HRS磷酸化抑制TIL并诱导抗PD-1治疗的耐药性
CD8+T细胞浸润与抗肿瘤免疫有关。为了研究肿瘤细胞中的HRS磷酸化是否参与免疫抑制,研究建立了稳定的YUMMER1.7细胞系,表达野生型(“HRSWT”)、磷酸化缺陷型(“HRSS345A”)和磷酸化突变型(“HRSS345D”)。
随后在C57BL/6小鼠中,研究了HRS磷酸化是否影响YUMMER1.7肿瘤的PD-1阻断治疗。结果显示,抗PD-1抗体有效抑制表达HRSS345A肿瘤的生长,而PD-1阻断的抑制作用在HRSWT肿瘤中降低,在HRSS345D肿瘤中几乎消失。这些结果表明,由HRS磷酸化诱导的免疫抑制阻碍了PD-1阻断性抗体的效果,因此,抑制HRS磷酸化可能增强PD-1阻断剂的治疗效果。
HRS磷酸化导致PD-L1在外泌体中选择性富集
接下来,研究了HRS磷酸化调节T细胞浸润的机制。HRS是ESCRT复合物的关键组成部分,它介导PD-L1向MVE的富集,PD-L1可以从MVE转移到溶酶体进行降解,这对PD-L1表面表达至关重要;也可以作为PD-L1外泌体分泌到细胞外,有助于肿瘤的免疫抑制作用。
通过对不同HRS磷酸化水平的细胞进行荧光染色,可以发现,PD-L1水平在HRS磷酸化高水平的HRSS345D细胞分泌的EVs中增加。此外,免疫沉淀研究表明,PD-L1与HRSS345D有强相互作用,而这种相互作用在S345A突变型中减弱。

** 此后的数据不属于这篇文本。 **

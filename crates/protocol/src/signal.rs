//! Signal-Events (TCP)
//!
//! Definiert alle Nachrichten die ueber die TCP-Verbindung zwischen
//! Client und Server ausgetauscht werden.
//!
//! ## Design
//! - Fire-and-forget: Events tragen keine Request-IDs, es gibt keine
//!   Bestaetigungen und keine serverseitigen Retries
//! - JSON-Serialisierung via serde, Tagged Enum mit kebab-case Event-Namen
//! - WebRTC-Payloads (Offer/Answer/Candidate) bleiben opake JSON-Werte

use anruf_core::types::{ConnectionId, Identity};
use serde::{Deserialize, Serialize};

// ---------------------------------------------------------------------------
// Direktanruf-Nachrichten
// ---------------------------------------------------------------------------

/// Registrierung einer stabilen Identitaet (Client -> Server)
#[derive(Debug, Clone, Serialize, Deserialize)]
pub struct RegisterRequest {
    /// Frei gewaehlte Kennung unter der dieser Client anrufbar ist
    pub identity: Identity,
}

/// Anruf-Anfrage mit WebRTC-Offer (Client -> Server)
#[derive(Debug, Clone, Serialize, Deserialize)]
pub struct CallUserRequest {
    /// Ziel-Identitaet
    pub to: Identity,
    /// Opakes WebRTC-Offer
    pub offer: serde_json::Value,
}

/// Zugestellter Anruf beim Ziel (Server -> Client)
#[derive(Debug, Clone, Serialize, Deserialize)]
pub struct IncomingCall {
    /// Identitaet des Anrufers
    pub from: Identity,
    /// Opakes WebRTC-Offer
    pub offer: serde_json::Value,
}

/// Anruf-Annahme mit WebRTC-Answer (Client -> Server)
#[derive(Debug, Clone, Serialize, Deserialize)]
pub struct AcceptCallRequest {
    /// Identitaet des urspruenglichen Anrufers
    pub to: Identity,
    /// Opake WebRTC-Answer
    pub answer: serde_json::Value,
}

/// Zugestellte Annahme beim Anrufer (Server -> Client)
#[derive(Debug, Clone, Serialize, Deserialize)]
pub struct CallAccepted {
    /// Opake WebRTC-Answer
    pub answer: serde_json::Value,
}

/// ICE-Kandidat, in beide Richtungen relayed
///
/// Vom Client kommt `to` mitgeliefert; bei der Zustellung an das Ziel
/// laesst der Server das Feld weg.
#[derive(Debug, Clone, Serialize, Deserialize)]
pub struct IceCandidate {
    /// Ziel-Identitaet (nur Client -> Server)
    #[serde(default, skip_serializing_if = "Option::is_none")]
    pub to: Option<Identity>,
    /// Opaker ICE-Kandidat
    pub candidate: serde_json::Value,
}

/// Anruf beenden (Client -> Server)
#[derive(Debug, Clone, Serialize, Deserialize)]
pub struct EndCallRequest {
    /// Identitaet des Gespraechspartners
    pub to: Identity,
}

/// Fehlermeldung an den Absender (Server -> Client)
#[derive(Debug, Clone, Serialize, Deserialize)]
pub struct CallError {
    pub message: String,
}

// ---------------------------------------------------------------------------
// Matchmaking-Nachrichten
// ---------------------------------------------------------------------------

/// Erfolgreiche Zufalls-Paarung (Server -> Client)
///
/// Jede Seite erfaehrt nur das Verbindungs-Handle des Partners, keine
/// weiteren Details. Genau eine Seite bekommt `initiator: true` und
/// beginnt den WebRTC-Handshake.
#[derive(Debug, Clone, Serialize, Deserialize)]
#[serde(rename_all = "camelCase")]
pub struct MatchFound {
    /// Verbindungs-Handle des Partners
    pub partner_id: ConnectionId,
    /// true fuer die Seite die das Offer erstellt
    pub initiator: bool,
}

/// Relayed WebRTC-Offer an den aktuellen Partner (implizites Ziel)
#[derive(Debug, Clone, Serialize, Deserialize)]
pub struct WebrtcOffer {
    pub offer: serde_json::Value,
}

/// Relayed WebRTC-Answer an den aktuellen Partner (implizites Ziel)
#[derive(Debug, Clone, Serialize, Deserialize)]
pub struct WebrtcAnswer {
    pub answer: serde_json::Value,
}

// ---------------------------------------------------------------------------
// Presence- und Lifecycle-Nachrichten
// ---------------------------------------------------------------------------

/// Begruessung nach dem Connect (Server -> Client)
#[derive(Debug, Clone, Serialize, Deserialize)]
#[serde(rename_all = "camelCase")]
pub struct ConnectInfo {
    /// Server-vergebenes Verbindungs-Handle
    pub user_id: ConnectionId,
    /// Aktuelle Anzahl verbundener Clients
    pub online_count: usize,
    /// Serverzeit als Unix-Timestamp in Millisekunden
    pub server_time: i64,
}

/// Broadcast der aktuellen Online-Anzahl (Server -> alle Clients)
#[derive(Debug, Clone, Serialize, Deserialize)]
pub struct OnlineCount {
    pub count: usize,
}

/// Periodischer Statistik-Broadcast (Server -> alle Clients)
///
/// Rein informativ, keine Korrektheitsabhaengigkeit.
#[derive(Debug, Clone, Serialize, Deserialize)]
#[serde(rename_all = "camelCase")]
pub struct ServerStats {
    /// Verbundene Clients
    pub online: usize,
    /// Clients in der Matchmaking-Warteschlange
    pub waiting: usize,
    /// Aktive Anruf-Paarungen
    pub active_calls: usize,
    /// Server-Uptime in Sekunden
    pub uptime_secs: u64,
}

/// Terminaler Broadcast beim Herunterfahren (Server -> alle Clients)
#[derive(Debug, Clone, Serialize, Deserialize)]
pub struct ServerShutdown {
    pub message: String,
    /// Unix-Timestamp in Millisekunden
    pub timestamp: i64,
}

// ---------------------------------------------------------------------------
// Haupt-Enum: SignalEvent
// ---------------------------------------------------------------------------

/// Alle moeglichen Signal-Events (typsicher via Tagged Enum)
///
/// Die Tag-Namen entsprechen den Event-Namen auf dem Draht
/// (`{"type": "call-user", "to": ..., "offer": ...}`).
#[derive(Debug, Clone, Serialize, Deserialize)]
#[serde(tag = "type", rename_all = "kebab-case")]
pub enum SignalEvent {
    // Direktanruf
    Register(RegisterRequest),
    CallUser(CallUserRequest),
    IncomingCall(IncomingCall),
    AcceptCall(AcceptCallRequest),
    CallAccepted(CallAccepted),
    IceCandidate(IceCandidate),
    EndCall(EndCallRequest),
    CallEnded,
    CallError(CallError),

    // Matchmaking
    FindRandom,
    CancelSearch,
    WaitingForMatch,
    MatchFound(MatchFound),
    NotReady,
    WebrtcOffer(WebrtcOffer),
    WebrtcAnswer(WebrtcAnswer),

    // Keepalive
    Heartbeat,
    HeartbeatAck,

    // Presence & Lifecycle
    ConnectInfo(ConnectInfo),
    OnlineCount(OnlineCount),
    ServerStats(ServerStats),
    ServerShutdown(ServerShutdown),
}

impl SignalEvent {
    /// Erstellt ein `incoming-call`-Event fuer die Zustellung an das Ziel
    pub fn incoming_call(from: Identity, offer: serde_json::Value) -> Self {
        Self::IncomingCall(IncomingCall { from, offer })
    }

    /// Erstellt ein `call-accepted`-Event fuer die Zustellung an den Anrufer
    pub fn call_accepted(answer: serde_json::Value) -> Self {
        Self::CallAccepted(CallAccepted { answer })
    }

    /// Erstellt ein `ice-candidate`-Event ohne Zielfeld (Zustellung)
    pub fn ice_candidate_zustellung(candidate: serde_json::Value) -> Self {
        Self::IceCandidate(IceCandidate {
            to: None,
            candidate,
        })
    }

    /// Erstellt ein `call-error`-Event
    pub fn call_error(message: impl Into<String>) -> Self {
        Self::CallError(CallError {
            message: message.into(),
        })
    }

    /// Erstellt ein `match-found`-Event
    pub fn match_found(partner_id: ConnectionId, initiator: bool) -> Self {
        Self::MatchFound(MatchFound {
            partner_id,
            initiator,
        })
    }

    /// Erstellt ein `online-count`-Event
    pub fn online_count(count: usize) -> Self {
        Self::OnlineCount(OnlineCount { count })
    }

    /// Gibt den Draht-Namen des Events zurueck (fuer Logging)
    pub fn name(&self) -> &'static str {
        match self {
            Self::Register(_) => "register",
            Self::CallUser(_) => "call-user",
            Self::IncomingCall(_) => "incoming-call",
            Self::AcceptCall(_) => "accept-call",
            Self::CallAccepted(_) => "call-accepted",
            Self::IceCandidate(_) => "ice-candidate",
            Self::EndCall(_) => "end-call",
            Self::CallEnded => "call-ended",
            Self::CallError(_) => "call-error",
            Self::FindRandom => "find-random",
            Self::CancelSearch => "cancel-search",
            Self::WaitingForMatch => "waiting-for-match",
            Self::MatchFound(_) => "match-found",
            Self::NotReady => "not-ready",
            Self::WebrtcOffer(_) => "webrtc-offer",
            Self::WebrtcAnswer(_) => "webrtc-answer",
            Self::Heartbeat => "heartbeat",
            Self::HeartbeatAck => "heartbeat-ack",
            Self::ConnectInfo(_) => "connect-info",
            Self::OnlineCount(_) => "online-count",
            Self::ServerStats(_) => "server-stats",
            Self::ServerShutdown(_) => "server-shutdown",
        }
    }

    /// Serialisiert das Event als JSON
    pub fn to_json(&self) -> serde_json::Result<String> {
        serde_json::to_string(self)
    }

    /// Deserialisiert ein Event aus JSON
    pub fn from_json(json: &str) -> serde_json::Result<Self> {
        serde_json::from_str(json)
    }
}

// ---------------------------------------------------------------------------
// Tests
// ---------------------------------------------------------------------------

这些结果表明,ERK介导的HRS磷酸化促进PD-L1向MVE的募集并以外泌体分泌。
HRS磷酸化的sEV有效抑制CD8+T细胞浸润
输注来自B16F10细胞表达PD-L1的sEVWT或sEVS345D可显著促进小鼠模型中的PD-L1-KO B16F10肿瘤生长,在Rag2−/−小鼠的肿瘤中没有观察到这种作用。sEVWT和sEVS345D抑制了CD8+T细胞向PD-L1-KO B16F10肿瘤的浸润,这与表达不同HRS突变体肿瘤中的CD8+TIL分析一致。
小结
肿瘤浸润的细胞毒性T细胞与患者对ICB的反应密切相关。为了制定有效的新策略来改善患者响应,了解T细胞肿瘤浸润的分子机制至关重要。最新的研究表明,HRS的磷酸化对于CD8+T细胞的肿瘤浸润至关重要,并且这种作用主要由表达PD-L1的外泌体介导。HRS磷酸化在抗PD-1治疗的耐药性中起着至关重要的作用。开发针对HRS磷酸化的小分子药物可能会提高PD-1阻断剂的疗效。